The furniture store, famed for not having correct exit signs around the store, leading many to suggest it was a ploy to keep shoppers shopping, admitted yesterday that the man had finally found the exit.
Spokesman Bill Board said - "Yes we can confirm we have had a man living inside the store."
Asked how the man had managed to survive, Bill said - "Well, we noticed the custard creams were going missing from the canteen and several beds were continually soiled with erm, well, stains.

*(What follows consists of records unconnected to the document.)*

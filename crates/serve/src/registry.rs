// crates/serve/src/registry.rs

use crate::{
    render::template::WidgetView,
    shortcode::{self, ShortcodeAttrs},
    Error,
};
use async_trait::async_trait;
use domain::capability::AccessControl;
use std::{collections::HashMap, sync::Arc};

/// Admin or public screen a style can be attached to.
#[derive(Debug, Clone, Copy, PartialEq, Eq, Hash)]
pub enum Screen {
    Dashboard,
    Settings,
    Notices,
    Public,
}

/// A titled panel on the admin dashboard.
#[async_trait]
pub trait Widget: Send + Sync {
    fn id(&self) -> &str;
    fn title(&self) -> &str;
    async fn render(&self, viewer: &dyn AccessControl) -> Result<String, Error>;
}

/// Handler for a `[tag]` placeholder.
#[async_trait]
pub trait Shortcode: Send + Sync {
    fn tag(&self) -> &str;
    async fn render(&self, attrs: &ShortcodeAttrs) -> Result<String, Error>;
}

/// Explicitly composed set of widgets, shortcodes and screen styles.
#[derive(Default)]
pub struct ExtensionRegistry {
    widgets: Vec<Arc<dyn Widget>>,
    shortcodes: HashMap<String, Arc<dyn Shortcode>>,
    styles: Vec<(Screen, String)>,
}

impl ExtensionRegistry {
    pub fn new() -> Self {
        Self::default()
    }

    /// Add a widget; an existing widget with the same id is replaced in place.
    pub fn register_widget(&mut self, widget: Arc<dyn Widget>) -> &mut Self {
        match self.widgets.iter_mut().find(|w| w.id() == widget.id()) {
            Some(slot) => {
                tracing::warn!(id = widget.id(), "replacing dashboard widget");
                *slot = widget;
            }
            None => self.widgets.push(widget),
        }
        self
    }

    pub fn register_shortcode(&mut self, shortcode: Arc<dyn Shortcode>) -> &mut Self {
        let tag = shortcode.tag().to_ascii_lowercase();
        if self.shortcodes.insert(tag.clone(), shortcode).is_some() {
            tracing::warn!(%tag, "replacing shortcode handler");
        }
        self
    }

    pub fn register_style(&mut self, screen: Screen, css: impl Into<String>) -> &mut Self {
        self.styles.push((screen, css.into()));
        self
    }

    /// Concatenated CSS registered for `screen`.
    pub fn styles_for(&self, screen: Screen) -> String {
        self.styles
            .iter()
            .filter(|(s, _)| *s == screen)
            .map(|(_, css)| css.as_str())
            .collect::<Vec<_>>()
            .join("\n")
    }

    pub fn widgets(&self) -> &[Arc<dyn Widget>] {
        &self.widgets
    }

    pub fn has_shortcode(&self, tag: &str) -> bool {
        self.shortcodes.contains_key(&tag.to_ascii_lowercase())
    }

    /// Render every widget for `viewer`. Any failure aborts the whole
    /// dashboard so no partial markup escapes.
    #[tracing::instrument(skip_all)]
    pub async fn render_dashboard(
        &self,
        viewer: &dyn AccessControl,
    ) -> Result<Vec<WidgetView>, Error> {
        let mut out = Vec::with_capacity(self.widgets.len());
        for widget in &self.widgets {
            let html = widget.render(viewer).await?;
            out.push(WidgetView {
                id: widget.id().to_string(),
                title: widget.title().to_string(),
                html,
            });
        }
        Ok(out)
    }

    /// Expand shortcodes in `content`.
    pub async fn expand(&self, content: &str) -> Result<String, Error> {
        shortcode::expand(content, &self.shortcodes).await
    }
}

#[cfg(test)]
mod tests {
    use super::*;
    use domain::capability::{Anonymous, Capability, Role, Viewer};

    struct Hello(&'static str);

    #[async_trait]
    impl Widget for Hello {
        fn id(&self) -> &str {
            "hello"
        }

        fn title(&self) -> &str {
            self.0
        }

        async fn render(&self, viewer: &dyn AccessControl) -> Result<String, Error> {
            Ok(if viewer.can(Capability::ManageOptions) {
                "<p>admin</p>".into()
            } else {
                "<p>guest</p>".into()
            })
        }
    }

    struct Down;

    #[async_trait]
    impl Widget for Down {
        fn id(&self) -> &str {
            "down"
        }

        fn title(&self) -> &str {
            "Down"
        }

        async fn render(&self, _viewer: &dyn AccessControl) -> Result<String, Error> {
            Err(Error::Unavailable("gone".into()))
        }
    }

    struct Year;

    #[async_trait]
    impl Shortcode for Year {
        fn tag(&self) -> &str {
            "Year"
        }

        async fn render(&self, _attrs: &ShortcodeAttrs) -> Result<String, Error> {
            Ok("2026".into())
        }
    }

    #[tokio::test]
    async fn widgets_render_in_registration_order_per_viewer() {
        let mut reg = ExtensionRegistry::new();
        reg.register_widget(Arc::new(Hello("Hello")));

        let admin = Viewer::new("root", Role::Administrator);
        let views = reg.render_dashboard(&admin).await.unwrap();
        assert_eq!(views.len(), 1);
        assert_eq!(views[0].title, "Hello");
        assert_eq!(views[0].html, "<p>admin</p>");

        let views = reg.render_dashboard(&Anonymous).await.unwrap();
        assert_eq!(views[0].html, "<p>guest</p>");
    }

    #[tokio::test]
    async fn duplicate_widget_id_replaces() {
        let mut reg = ExtensionRegistry::new();
        reg.register_widget(Arc::new(Hello("First")))
            .register_widget(Arc::new(Hello("Second")));
        assert_eq!(reg.widgets().len(), 1);
        assert_eq!(reg.widgets()[0].title(), "Second");
    }

    #[tokio::test]
    async fn failing_widget_fails_dashboard() {
        let mut reg = ExtensionRegistry::new();
        reg.register_widget(Arc::new(Hello("Hello")))
            .register_widget(Arc::new(Down));
        assert!(matches!(
            reg.render_dashboard(&Anonymous).await,
            Err(Error::Unavailable(_))
        ));
    }

    #[test]
    fn styles_are_scoped_to_screens() {
        let mut reg = ExtensionRegistry::new();
        reg.register_style(Screen::Dashboard, ".a{}")
            .register_style(Screen::Dashboard, ".b{}")
            .register_style(Screen::Public, ".p{}");

        assert_eq!(reg.styles_for(Screen::Dashboard), ".a{}\n.b{}");
        assert_eq!(reg.styles_for(Screen::Settings), "");
        assert_eq!(reg.styles_for(Screen::Public), ".p{}");
    }

    #[tokio::test]
    async fn shortcode_tags_are_registered_lowercase() {
        let mut reg = ExtensionRegistry::new();
        reg.register_shortcode(Arc::new(Year));
        assert!(reg.has_shortcode("year"));
        assert_eq!(reg.expand("(c) [year]").await.unwrap(), "(c) 2026");
    }
}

We noticed that one area that resembled a living room had tea stains on the table and crumbs on the carpet and several rolls of soiled toilet roll were found underneath a computer, which was later found to have a virus due to excessive hardcore porn downloads."
Freed man Lee Nover of padgate lane warrington said of his release - "Bloody 'ell, at last I'm free from that monstrosity of a building. I only went in for some cushion covers. It was a living nightmare, every time I saw an exit sign I went for it, only to find myself right back where I was 20 minutes earlier. When I asked someone for the exit, they pointed and just said 'thataway'. After a few days I finally gave up and settled down for a new life but it was crap, I wouldn't mind but all the TV's weren't real so I couldn't even watch Corrie."